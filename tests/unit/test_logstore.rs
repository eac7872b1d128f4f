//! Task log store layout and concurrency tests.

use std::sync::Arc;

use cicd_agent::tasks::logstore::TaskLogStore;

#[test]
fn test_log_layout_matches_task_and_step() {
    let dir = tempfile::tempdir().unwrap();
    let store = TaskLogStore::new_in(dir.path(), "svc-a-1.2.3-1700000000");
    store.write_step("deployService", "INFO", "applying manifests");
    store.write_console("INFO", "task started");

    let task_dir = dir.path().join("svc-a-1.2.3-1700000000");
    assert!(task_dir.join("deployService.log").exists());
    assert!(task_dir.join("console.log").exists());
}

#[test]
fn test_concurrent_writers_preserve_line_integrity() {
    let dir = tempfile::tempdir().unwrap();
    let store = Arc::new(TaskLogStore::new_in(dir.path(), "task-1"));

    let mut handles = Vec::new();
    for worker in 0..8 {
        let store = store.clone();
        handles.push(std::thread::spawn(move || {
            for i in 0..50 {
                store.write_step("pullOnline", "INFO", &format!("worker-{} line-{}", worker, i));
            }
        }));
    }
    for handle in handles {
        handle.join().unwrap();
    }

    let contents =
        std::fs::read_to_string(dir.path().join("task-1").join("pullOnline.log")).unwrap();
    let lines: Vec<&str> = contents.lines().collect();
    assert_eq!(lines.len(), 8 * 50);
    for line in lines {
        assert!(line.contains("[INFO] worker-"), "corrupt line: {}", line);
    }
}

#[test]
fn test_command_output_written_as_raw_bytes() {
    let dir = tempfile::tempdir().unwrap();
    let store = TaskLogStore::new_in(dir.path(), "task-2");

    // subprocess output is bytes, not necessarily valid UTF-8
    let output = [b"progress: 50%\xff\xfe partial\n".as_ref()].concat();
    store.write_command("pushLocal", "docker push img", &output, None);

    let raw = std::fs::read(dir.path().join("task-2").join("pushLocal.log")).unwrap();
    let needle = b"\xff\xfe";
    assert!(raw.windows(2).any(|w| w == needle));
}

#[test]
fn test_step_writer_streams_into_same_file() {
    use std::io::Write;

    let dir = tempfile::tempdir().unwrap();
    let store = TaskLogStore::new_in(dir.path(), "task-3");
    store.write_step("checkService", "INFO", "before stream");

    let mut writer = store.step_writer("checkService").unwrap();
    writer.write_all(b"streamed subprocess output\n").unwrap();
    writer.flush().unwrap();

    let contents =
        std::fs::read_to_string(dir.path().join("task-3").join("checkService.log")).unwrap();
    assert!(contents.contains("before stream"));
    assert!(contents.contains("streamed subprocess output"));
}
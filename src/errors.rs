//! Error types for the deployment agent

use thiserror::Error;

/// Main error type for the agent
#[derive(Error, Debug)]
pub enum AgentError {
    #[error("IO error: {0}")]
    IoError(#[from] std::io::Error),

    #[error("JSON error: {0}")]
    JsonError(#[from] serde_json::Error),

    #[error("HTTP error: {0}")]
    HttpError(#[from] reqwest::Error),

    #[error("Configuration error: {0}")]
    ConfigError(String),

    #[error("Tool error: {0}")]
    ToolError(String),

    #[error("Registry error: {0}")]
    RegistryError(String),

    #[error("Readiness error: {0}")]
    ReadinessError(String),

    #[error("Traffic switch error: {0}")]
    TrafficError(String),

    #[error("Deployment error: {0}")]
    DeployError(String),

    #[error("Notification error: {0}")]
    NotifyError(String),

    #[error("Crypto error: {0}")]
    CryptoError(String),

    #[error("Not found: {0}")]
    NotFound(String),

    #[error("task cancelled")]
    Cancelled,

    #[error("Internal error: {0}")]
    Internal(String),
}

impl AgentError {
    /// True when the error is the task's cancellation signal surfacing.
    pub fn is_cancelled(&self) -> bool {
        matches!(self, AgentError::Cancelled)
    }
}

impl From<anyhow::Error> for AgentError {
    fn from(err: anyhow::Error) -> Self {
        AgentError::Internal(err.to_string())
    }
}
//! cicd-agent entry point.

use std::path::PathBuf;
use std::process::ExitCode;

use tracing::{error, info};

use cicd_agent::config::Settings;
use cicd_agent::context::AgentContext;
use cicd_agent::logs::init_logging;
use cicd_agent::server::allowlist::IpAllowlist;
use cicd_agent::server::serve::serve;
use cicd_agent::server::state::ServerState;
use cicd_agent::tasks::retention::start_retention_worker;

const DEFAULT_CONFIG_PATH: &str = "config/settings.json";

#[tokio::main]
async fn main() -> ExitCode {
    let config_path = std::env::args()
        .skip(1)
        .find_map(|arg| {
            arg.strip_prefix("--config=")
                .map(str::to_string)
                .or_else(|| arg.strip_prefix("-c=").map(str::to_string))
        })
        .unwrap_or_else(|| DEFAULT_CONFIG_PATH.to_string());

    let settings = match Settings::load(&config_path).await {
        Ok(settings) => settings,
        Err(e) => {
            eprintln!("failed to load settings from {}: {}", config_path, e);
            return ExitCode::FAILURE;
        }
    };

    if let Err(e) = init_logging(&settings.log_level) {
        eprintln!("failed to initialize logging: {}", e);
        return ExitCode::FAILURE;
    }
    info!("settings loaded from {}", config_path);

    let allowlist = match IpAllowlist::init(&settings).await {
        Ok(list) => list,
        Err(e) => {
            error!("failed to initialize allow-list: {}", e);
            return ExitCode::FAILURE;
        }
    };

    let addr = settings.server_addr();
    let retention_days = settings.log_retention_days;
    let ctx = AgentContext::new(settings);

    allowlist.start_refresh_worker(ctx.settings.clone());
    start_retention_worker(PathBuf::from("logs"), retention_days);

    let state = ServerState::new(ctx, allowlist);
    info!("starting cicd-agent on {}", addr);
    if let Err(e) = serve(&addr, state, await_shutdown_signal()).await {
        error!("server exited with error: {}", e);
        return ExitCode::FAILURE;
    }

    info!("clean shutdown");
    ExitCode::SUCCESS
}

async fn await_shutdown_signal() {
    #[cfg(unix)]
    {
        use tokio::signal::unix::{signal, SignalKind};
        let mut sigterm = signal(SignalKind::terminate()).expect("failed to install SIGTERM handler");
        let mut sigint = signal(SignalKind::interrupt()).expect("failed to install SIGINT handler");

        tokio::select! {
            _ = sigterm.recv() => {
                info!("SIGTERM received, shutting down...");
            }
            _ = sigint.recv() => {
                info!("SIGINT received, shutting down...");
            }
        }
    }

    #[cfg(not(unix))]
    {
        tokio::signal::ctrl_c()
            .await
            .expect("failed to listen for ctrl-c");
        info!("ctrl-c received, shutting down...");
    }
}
________________________________________
## About this exercise
The material shown above is to be retyped in full, without alteration.

## Task solution
filename tests/unit/test_logstore.rs
repository eac7872b1d128f4f
//! Task log store layout and concurrency tests.

use std::sync::Arc;

use cicd_agent::tasks::logstore::TaskLogStore;

#[test]
fn test_log_layout_matches_task_and_step() {
    let dir = tempfile::tempdir().unwrap();
    let store = TaskLogStore::new_in(dir.path(), "svc-a-1.2.3-1700000000");
    store.write_step("deployService", "INFO", "applying manifests");
    store.write_console("INFO", "task started");

    let task_dir = dir.path().join("svc-a-1.2.3-1700000000");
    assert!(task_dir.join("deployService.log").exists());
    assert!(task_dir.join("console.log").exists());
}

#[test]
fn test_concurrent_writers_preserve_line_integrity() {
    let dir = tempfile::tempdir().unwrap();
    let store = Arc::new(TaskLogStore::new_in(dir.path(), "task-1"));

    let mut handles = Vec::new();
    for worker in 0..8 {
        let store = store.clone();
        handles.push(std::thread::spawn(move || {
            for i in 0..50 {
                store.write_step("pullOnline", "INFO", &format!("worker-{} line-{}", worker, i));
            }
        }));
    }
    for handle in handles {
        handle.join().unwrap();
    }

    let contents =
        std::fs::read_to_string(dir.path().join("task-1").join("pullOnline.log")).unwrap();
    let lines: Vec<&str> = contents.lines().collect();
    assert_eq!(lines.len(), 8 * 50);
    for line in lines {
        assert!(line.contains("[INFO] worker-"), "corrupt line: {}", line);
    }
}

#[test]
fn test_command_output_written_as_raw_bytes() {
    let dir = tempfile::tempdir().unwrap();
    let store = TaskLogStore::new_in(dir.path(), "task-2");

    // subprocess output is bytes, not necessarily valid UTF-8
    let output = [b"progress: 50%\xff\xfe partial\n".as_ref()].concat();
    store.write_command("pushLocal", "docker push img", &output, None);

    let raw = std::fs::read(dir.path().join("task-2").join("pushLocal.log")).unwrap();
    let needle = b"\xff\xfe";
    assert!(raw.windows(2).any(|w| w == needle));
}

#[test]
fn test_step_writer_streams_into_same_file() {
    use std::io::Write;

    let dir = tempfile::tempdir().unwrap();
    let store = TaskLogStore::new_in(dir.path(), "task-3");
    store.write_step("checkService", "INFO", "before stream");

    let mut writer = store.step_writer("checkService").unwrap();
    writer.write_all(b"streamed subprocess output\n").unwrap();
    writer.flush().unwrap();

    let contents =
        std::fs::read_to_string(dir.path().join("task-3").join("checkService.log")).unwrap();
    assert!(contents.contains("before stream"));
    assert!(contents.contains("streamed subprocess output"));
}
filename src/errors.rs
//! Error types for the deployment agent

use thiserror::Error;

/// Main error type for the agent
#[derive(Error, Debug)]
pub enum AgentError {
    #[error("IO error: {0}")]
    IoError(#[from] std::io::Error),

    #[error("JSON error: {0}")]
    JsonError(#[from] serde_json::Error),

    #[error("HTTP error: {0}")]
    HttpError(#[from] reqwest::Error),

    #[error("Configuration error: {0}")]
    ConfigError(String),

    #[error("Tool error: {0}")]
    ToolError(String),

    #[error("Registry error: {0}")]
    RegistryError(String),

    #[error("Readiness error: {0}")]
    ReadinessError(String),

    #[error("Traffic switch error: {0}")]
    TrafficError(String),

    #[error("Deployment error: {0}")]
    DeployError(String),

    #[error("Notification error: {0}")]
    NotifyError(String),

    #[error("Crypto error: {0}")]
    CryptoError(String),

    #[error("Not found: {0}")]
    NotFound(String),

    #[error("task cancelled")]
    Cancelled,

    #[error("Internal error: {0}")]
    Internal(String),
}

impl AgentError {
    /// True when the error is the task's cancellation signal surfacing.
    pub fn is_cancelled(&self) -> bool {
        matches!(self, AgentError::Cancelled)
    }
}

impl From<anyhow::Error> for AgentError {
    fn from(err: anyhow::Error) -> Self {
        AgentError::Internal(err.to_string())
    }
}
//! cicd-agent entry point.

use std::path::PathBuf;
use std::process::ExitCode;

use tracing::{error, info};

use cicd_agent::config::Settings;
use cicd_agent::context::AgentContext;
use cicd_agent::logs::init_logging;
use cicd_agent::server::allowlist::IpAllowlist;
use cicd_agent::server::serve::serve;
use cicd_agent::server::state::ServerState;
use cicd_agent::tasks::retention::start_retention_worker;

const DEFAULT_CONFIG_PATH: &str = "config/settings.json";

#[tokio::main]
async fn main() -> ExitCode {
    let config_path = std::env::args()
        .skip(1)
        .find_map(|arg| {
            arg.strip_prefix("--config=")
                .map(str::to_string)
                .or_else(|| arg.strip_prefix("-c=").map(str::to_string))
        })
        .unwrap_or_else(|| DEFAULT_CONFIG_PATH.to_string());

    let settings = match Settings::load(&config_path).await {
        Ok(settings) => settings,
        Err(e) => {
            eprintln!("failed to load settings from {}: {}", config_path, e);
            return ExitCode::FAILURE;
        }
    };

    if let Err(e) = init_logging(&settings.log_level) {
        eprintln!("failed to initialize logging: {}", e);
        return ExitCode::FAILURE;
    }
    info!("settings loaded from {}", config_path);

    let allowlist = match IpAllowlist::init(&settings).await {
        Ok(list) => list,
        Err(e) => {
            error!("failed to initialize allow-list: {}", e);
            return ExitCode::FAILURE;
        }
    };

    let addr = settings.server_addr();
    let retention_days = settings.log_retention_days;
    let ctx = AgentContext::new(settings);

    allowlist.start_refresh_worker(ctx.settings.clone());
    start_retention_worker(PathBuf::from("logs"), retention_days);

    let state = ServerState::new(ctx, allowlist);
    info!("starting cicd-agent on {}", addr);
    if let Err(e) = serve(&addr, state, await_shutdown_signal()).await {
        error!("server exited with error: {}", e);
        return ExitCode::FAILURE;
    }

    info!("clean shutdown");
    ExitCode::SUCCESS
}

async fn await_shutdown_signal() {
    #[cfg(unix)]
    {
        use tokio::signal::unix::{signal, SignalKind};
        let mut sigterm = signal(SignalKind::terminate()).expect("failed to install SIGTERM handler");
        let mut sigint = signal(SignalKind::interrupt()).expect("failed to install SIGINT handler");

        tokio::select! {
            _ = sigterm.recv() => {
                info!("SIGTERM received, shutting down...");
            }
            _ = sigint.recv() => {
                info!("SIGINT received, shutting down...");
            }
        }
    }

    #[cfg(not(unix))]
    {
        tokio::signal::ctrl_c()
            .await
            .expect("failed to listen for ctrl-c");
        info!("ctrl-c received, shutting down...");
    }
}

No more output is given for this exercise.